Der virtuelle Liebeskompass besteht aus fünf Komponenten, die wichtigste heißt "Impulse" und animiert mehrmals wöchentlich zu beziehungsfördernden Schritten à la "Erzähle deiner Partnerin von einem besonders schönen Moment aus eurer Anfangszeit". Auch eine Erinnerungsfunktion gibt es, eine Möglichkeit, Wünsche zu deponieren, sowie Fragen, um tiefgehende Gespräche anzuregen (Beispiel mit Eskalationspotenzial: "Welche Eigenschaft magst du nicht an meiner Mutter?").
Liebeskiller, Liebesretter
Immer häufiger wurde das Smartphone zuletzt als Liebestöter und Lustkiller tituliert – und nun soll just eine App Partnerschaften verbessern? "Die Frage ist berechtigt, denn eigentlich sind die Smartphones der Grund dafür, dass Paare neben einander sitzen und einander doch nicht nahe sind", sagt der erfahrene Paartherapeut und Single-Coach Eric Hegmann.

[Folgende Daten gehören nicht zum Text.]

use crate::models::{CategoryKind, PeriodForm, PeriodKey, EXPENSE_CATEGORIES, INCOME_CATEGORIES};

/// Increment applied by `+`/`-` on amount fields.
pub(crate) const AMOUNT_STEP: u32 = 10;

#[derive(Debug, Clone, Copy, PartialEq, Eq)]
pub(crate) enum FormField {
    Month,
    Year,
    Amount(CategoryKind, &'static str),
    Comment,
}

impl FormField {
    pub(crate) fn is_editable(&self) -> bool {
        matches!(self, Self::Amount(..) | Self::Comment)
    }
}

/// State of the entry screen: the period selectors, one amount per label and
/// the comment.
#[derive(Debug, Clone)]
pub(crate) struct EntryForm {
    years: [i32; 2],
    data: PeriodForm,
    pub(crate) selected: usize,
}

impl EntryForm {
    pub(crate) fn new(period: PeriodKey, years: [i32; 2]) -> Self {
        let period = if years.contains(&period.year) {
            period
        } else {
            PeriodKey::new(years[0], period.month)
        };
        Self {
            years,
            data: PeriodForm::blank(period),
            selected: 0,
        }
    }

    pub(crate) fn period(&self) -> PeriodKey {
        self.data.period
    }

    pub(crate) fn comment(&self) -> &str {
        &self.data.comment
    }

    pub(crate) fn years(&self) -> [i32; 2] {
        self.years
    }

    pub(crate) fn fields() -> Vec<FormField> {
        let mut fields = vec![FormField::Month, FormField::Year];
        for kind in [CategoryKind::Income, CategoryKind::Expense] {
            fields.extend(kind.labels().iter().map(|l| FormField::Amount(kind, *l)));
        }
        fields.push(FormField::Comment);
        fields
    }

    pub(crate) fn field_count() -> usize {
        2 + INCOME_CATEGORIES.len() + EXPENSE_CATEGORIES.len() + 1
    }

    pub(crate) fn current_field(&self) -> FormField {
        Self::fields()
            .get(self.selected)
            .copied()
            .unwrap_or(FormField::Month)
    }

    pub(crate) fn amount(&self, kind: CategoryKind, label: &str) -> u32 {
        let amounts = match kind {
            CategoryKind::Income => &self.data.incomes,
            CategoryKind::Expense => &self.data.expenses,
        };
        amounts.get(label).unwrap_or(0)
    }

    pub(crate) fn move_down(&mut self) {
        if self.selected + 1 < Self::field_count() {
            self.selected += 1;
        }
    }

    pub(crate) fn move_up(&mut self) {
        self.selected = self.selected.saturating_sub(1);
    }

    pub(crate) fn select_period(&mut self, period: PeriodKey) {
        self.data.period = period;
    }

    /// Step the selected field: months and years cycle, amounts move by
    /// `AMOUNT_STEP` and never go below zero.
    pub(crate) fn adjust(&mut self, delta: i32) {
        match self.current_field() {
            FormField::Month => {
                let month = self.data.period.month;
                self.data.period.month = if delta >= 0 {
                    month.succ()
                } else {
                    month.pred()
                };
            }
            FormField::Year => {
                let idx = self
                    .years
                    .iter()
                    .position(|y| *y == self.data.period.year)
                    .unwrap_or(0);
                self.data.period.year = self.years[(idx + 1) % self.years.len()];
            }
            FormField::Amount(kind, label) => {
                let current = self.amount(kind, label);
                let next = if delta >= 0 {
                    current.saturating_add(AMOUNT_STEP)
                } else {
                    current.saturating_sub(AMOUNT_STEP)
                };
                self.set_amount(label, next);
            }
            FormField::Comment => {}
        }
    }

    fn set_amount(&mut self, label: &'static str, amount: u32) {
        let result = self.data.set_amount(label, amount);
        debug_assert!(result.is_ok(), "form label {label} has no amount slot");
    }

    /// Text to seed the edit line with for the selected field.
    pub(crate) fn edit_seed(&self) -> Option<String> {
        match self.current_field() {
            FormField::Amount(kind, label) => Some(self.amount(kind, label).to_string()),
            FormField::Comment => Some(self.data.comment.clone()),
            FormField::Month | FormField::Year => None,
        }
    }

    /// Apply typed input to the selected field.
    pub(crate) fn apply_edit(&mut self, input: &str) -> Result<(), String> {
        match self.current_field() {
            FormField::Amount(_, label) => {
                let amount = parse_amount(input)?;
                self.set_amount(label, amount);
                Ok(())
            }
            FormField::Comment => {
                self.data.comment = input.to_string();
                Ok(())
            }
            FormField::Month | FormField::Year => Err("Field is not editable".into()),
        }
    }

    pub(crate) fn to_period_form(&self) -> PeriodForm {
        self.data.clone()
    }

    /// Reset amounts and comment, keeping the selected period.
    pub(crate) fn clear(&mut self) {
        self.data.incomes.reset();
        self.data.expenses.reset();
        self.data.comment.clear();
        self.selected = 0;
    }
}

/// Parse a non-negative whole amount, accepting spaces as digit grouping.
pub(crate) fn parse_amount(input: &str) -> Result<u32, String> {
    let cleaned: String = input.chars().filter(|c| !c.is_whitespace()).collect();
    if cleaned.is_empty() {
        return Ok(0);
    }
    if !cleaned.chars().all(|c| c.is_ascii_digit()) {
        return Err(format!("Not a whole non-negative amount: {input}"));
    }
    cleaned
        .parse::<u32>()
        .map_err(|_| format!("Amount too large: {input}"))
}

Verteufeln möchte er die neuen Stars am App-Himmel aber nicht. "Menschen sind heute 24 Stunden am Tag online. Am Ende ist es wohl nur gut, dass wir dort, wo wir uns so lange aufhalten, nicht nur Kontakte knüpfen, sondern unsere Beziehungen auch pflegen können." Heikle Fragen wie etwa das oben genannte Schwiegermutter-Beispiel würde er jedoch nur in einem sicheren Umfeld thematisieren, welches bei einem Paartherapeuten automatisch gegeben ist. Beim lockeren Geplänkel zu Hause auf der Couch könne eine solche Frage - aus dem Zusammenhang gerissen - erst recht zu Konflikten führen.
Ob kriselnde Beziehungen per Smartphone gerettet werden können, sei stark von der jeweiligen App abhängig, sagt der Liebesexperte. "Ich denke, dass eine gute App einem Paar durchaus helfen kann – etwa, wenn es um Achtsamkeit und Dankbarkeit für einander geht. In diesem Bereich haben Apps für an Depression Erkrankte gute Erfolge gezeigt, die sich bestimmt übertragen ließen."
Der vielleicht beste "Impuls" für Paare kommt direkt aus der PAIRfect-App und gilt besonders am heutigen 14. Februar: "Verbringt gemeinsam einen Tag ohne Handy."